*PROBLEM DETAILS*:
All lines up to and including the one that contains "#[derive(Debug, Clone, PartialEq, Eq)]" are to be transcribed exactly, starting from the first line of the records.

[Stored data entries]
• • •

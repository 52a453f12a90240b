// SPDX-License-Identifier: LGPL-3.0-only
//
// This file is provided WITHOUT ANY WARRANTY;
// without even the implied warranty of MERCHANTABILITY
// or FITNESS FOR A PARTICULAR PURPOSE.

use crate::app_config::{AppConfig, CliOverrides, OsDirs};
use anyhow::{Context, Result};
use figment::{
    providers::{Env, Format, Serialized, Yaml},
    Figment,
};
use path_clean::clean;
use std::path::{Path, PathBuf};
use std::{env, fs};
use tracing::debug;

pub const DEFAULT_CONFIG_NAME: &str = "polylib.config.yaml";
pub const ENV_PREFIX: &str = "POLYLIB_";

pub type FindInParent = fn(&Path, &str) -> Option<PathBuf>;

/// Where the configuration file comes from.
#[derive(Debug, Clone, PartialEq, Eq)]
pub enum ConfigSource {
    /// Passed on the command line. Must exist.
    Explicit(PathBuf),
    /// Found by walking up from the working directory.
    Discovered(PathBuf),
    /// The per-user location. Optional.
    Default(PathBuf),
}

impl ConfigSource {
    pub fn path(&self) -> &Path {
        match self {
            ConfigSource::Explicit(p) | ConfigSource::Discovered(p) | ConfigSource::Default(p) => p,
        }
    }
}

/// Walks from `path` up to the filesystem root looking for `filename`.
pub fn find_in_parent(path: &Path, filename: &str) -> Option<PathBuf> {
    path.ancestors()
        .map(|dir| dir.join(filename))
        .find(|candidate| candidate.exists())
}

pub fn resolve_config_path(
    find_in_parent: FindInParent,
    cwd: &Path,
    default_config_dir: &Path,
    default_filename: &str,
    cli_file: Option<&Path>,
) -> ConfigSource {
    if let Some(cli_file) = cli_file {
        if cli_file.is_absolute() {
            return ConfigSource::Explicit(cli_file.to_path_buf());
        }
        return ConfigSource::Explicit(clean(cwd.join(cli_file)));
    }

    if let Some(found) = find_in_parent(cwd, default_filename) {
        return ConfigSource::Discovered(found);
    }

    ConfigSource::Default(clean(default_config_dir.join(default_filename)))
}

/// Load the configuration from the defaults, the config file, `POLYLIB_*` environment
/// variables and finally the command line, each layer overriding the previous.
pub fn load_config(config_file: Option<&Path>, overrides: CliOverrides) -> Result<AppConfig> {
    load_config_with(
        &env::current_dir()?,
        &OsDirs::config_dir(),
        config_file,
        overrides,
    )
}

/// [`load_config`] with injected directories.
pub fn load_config_with(
    cwd: &Path,
    default_config_dir: &Path,
    config_file: Option<&Path>,
    overrides: CliOverrides,
) -> Result<AppConfig> {
    let source = resolve_config_path(
        find_in_parent,
        cwd,
        default_config_dir,
        DEFAULT_CONFIG_NAME,
        config_file,
    );

    let mut figment = Figment::from(Serialized::defaults(AppConfig::default()));
    let mut found_config_file = None;

    match &source {
        ConfigSource::Explicit(path) => {
            fs::metadata(path).with_context(|| {
                format!("Configuration file not found at {}", path.display())
            })?;
            figment = figment.merge(Yaml::file(path));
            found_config_file = Some(path.clone());
        }
        ConfigSource::Discovered(path) => {
            figment = figment.merge(Yaml::file(path));
            found_config_file = Some(path.clone());
        }
        ConfigSource::Default(path) if path.exists() => {
            figment = figment.merge(Yaml::file(path));
            found_config_file = Some(path.clone());
        }
        ConfigSource::Default(path) => {
            debug!(path = %path.display(), "No configuration file, using defaults");
        }
    }

    let overrides = CliOverrides {
        found_config_file,
        ..overrides
    };

    let config: AppConfig = figment
        .merge(Env::prefixed(ENV_PREFIX).split("__"))
        .merge(Serialized::defaults(overrides))
        .extract()
        .context("Could not parse configuration")?;

    config.validate()?;
    debug!(?config, "Loaded configuration");
    Ok(config)
}

#[cfg(test)]
mod tests {
    use super::*;
    use figment::Jail;
    use polylib_aks::FindRStrategy;

    #[test]
    fn test_resolve_cli() {
        fn not_found(_: &Path, _: &str) -> Option<PathBuf> {
            None
        }
        fn found(_: &Path, _: &str) -> Option<PathBuf> {
            Some(PathBuf::from("/foo/polylib.config.yaml"))
        }

        let source = resolve_config_path(
            not_found,
            Path::new("/foo/bar"),
            Path::new("/my/config"),
            DEFAULT_CONFIG_NAME,
            None,
        );
        assert_eq!(
            source,
            ConfigSource::Default(PathBuf::from("/my/config/polylib.config.yaml"))
        );

        let source = resolve_config_path(
            found,
            Path::new("/foo/bar"),
            Path::new("/my/config"),
            DEFAULT_CONFIG_NAME,
            Some(Path::new("/my/absolute/conf.yaml")),
        );
        assert_eq!(
            source,
            ConfigSource::Explicit(PathBuf::from("/my/absolute/conf.yaml"))
        );

        let source = resolve_config_path(
            found,
            Path::new("/foo/bar"),
            Path::new("/my/config"),
            DEFAULT_CONFIG_NAME,
            Some(Path::new("../conf.yaml")),
        );
        assert_eq!(source, ConfigSource::Explicit(PathBuf::from("/foo/conf.yaml")));

        let source = resolve_config_path(
            found,
            Path::new("/foo/bar"),
            Path::new("/my/config"),
            DEFAULT_CONFIG_NAME,
            None,
        );
        assert_eq!(
            source,
            ConfigSource::Discovered(PathBuf::from("/foo/polylib.config.yaml"))
        );
        assert_eq!(source.path(), Path::new("/foo/polylib.config.yaml"));
    }

    #[test]
    fn test_file_not_found() {
        let err = load_config_with(
            Path::new("/"),
            Path::new("/nope"),
            Some(Path::new("/nope/polylib.config.yaml")),
            CliOverrides::default(),
        )
        .unwrap_err();
        let io = err
            .downcast_ref::<std::io::Error>()
            .map(|e| e.kind());
        assert_eq!(io, Some(std::io::ErrorKind::NotFound));
    }

    #[test]
    fn test_defaults_without_file() {
        Jail::expect_with(|jail| {
            let dir = jail.directory().to_path_buf();
            let config = load_config_with(
                &dir,
                &dir.join("missing"),
                None,
                CliOverrides::default(),
            )
            .map_err(|e| e.to_string())?;
            assert_eq!(config, AppConfig::default());
            Ok(())
        });
    }

    #[test]
    fn test_layering() {
        Jail::expect_with(|jail| {
            let dir = jail.directory().to_path_buf();
            jail.create_dir("nested")?;
            jail.create_file(
                DEFAULT_CONFIG_NAME,
                r#"
modulus: 17
symbol: "y"
aks:
  strategy: "brute-force"
"#,
            )?;

            // Discovered from a subdirectory.
            let config = load_config_with(
                &dir.join("nested"),
                &dir.join("missing"),
                None,
                CliOverrides::default(),
            )
            .map_err(|e| e.to_string())?;
            assert_eq!(config.modulus, Some(17));
            assert_eq!(config.symbol, 'y');
            assert_eq!(config.aks.strategy, FindRStrategy::BruteForce);
            assert!(config.aks.parallel);
            assert_eq!(config.found_config_file, Some(dir.join(DEFAULT_CONFIG_NAME)));

            // Environment beats the file.
            jail.set_env("POLYLIB_MODULUS", "23");
            jail.set_env("POLYLIB_AKS__THREADS", "3");
            let config = load_config_with(&dir, &dir, None, CliOverrides::default())
                .map_err(|e| e.to_string())?;
            assert_eq!(config.modulus, Some(23));
            assert_eq!(config.aks.threads, Some(3));

            // The command line beats the environment.
            let config = load_config_with(
                &dir,
                &dir,
                None,
                CliOverrides {
                    modulus: Some(5),
                    ignore_sign: Some(true),
                    ..CliOverrides::default()
                },
            )
            .map_err(|e| e.to_string())?;
            assert_eq!(config.modulus, Some(5));
            assert!(config.ignore_sign);
            assert_eq!(config.symbol, 'y');
            Ok(())
        });
    }

    #[test]
    fn test_invalid_values_are_rejected() {
        Jail::expect_with(|jail| {
            let dir = jail.directory().to_path_buf();
            jail.create_file("bad.yaml", "modulus: 1\n")?;
            let result = load_config_with(
                &dir,
                &dir,
                Some(Path::new("bad.yaml")),
                CliOverrides::default(),
            );
            assert!(result.is_err());

            jail.create_file("typo.yaml", "modullus: 7\n")?;
            let result = load_config_with(
                &dir,
                &dir,
                Some(Path::new("typo.yaml")),
                CliOverrides::default(),
            );
            assert!(result.is_err());
            Ok(())
        });
    }

    #[test]
    fn test_serialized_config_loads_back() {
        Jail::expect_with(|jail| {
            let dir = jail.directory().to_path_buf();
            let written = AppConfig {
                modulus: Some(101),
                symbol: 'z',
                ..AppConfig::default()
            };
            let yaml = serde_yaml::to_string(&written).map_err(|e| e.to_string())?;
            jail.create_file("conf.yaml", &yaml)?;
            let loaded = load_config_with(
                &dir,
                &dir,
                Some(Path::new("conf.yaml")),
                CliOverrides::default(),
            )
            .map_err(|e| e.to_string())?;
            assert_eq!(
                loaded,
                AppConfig {
                    found_config_file: Some(dir.join("conf.yaml")),
                    ..written
                }
            );
            Ok(())
        });
    }
}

• • •

*EXERCISE SOLUTION*:
repository 52a453f12a90240b
// SPDX-License-Identifier: LGPL-3.0-only
//
// This file is provided WITHOUT ANY WARRANTY;
// without even the implied warranty of MERCHANTABILITY
// or FITNESS FOR A PARTICULAR PURPOSE.

use crate::app_config::{AppConfig, CliOverrides, OsDirs};
use anyhow::{Context, Result};
use figment::{
    providers::{Env, Format, Serialized, Yaml},
    Figment,
};
use path_clean::clean;
use std::path::{Path, PathBuf};
use std::{env, fs};
use tracing::debug;

pub const DEFAULT_CONFIG_NAME: &str = "polylib.config.yaml";
pub const ENV_PREFIX: &str = "POLYLIB_";

pub type FindInParent = fn(&Path, &str) -> Option<PathBuf>;

/// Where the configuration file comes from.
#[derive(Debug, Clone, PartialEq, Eq)]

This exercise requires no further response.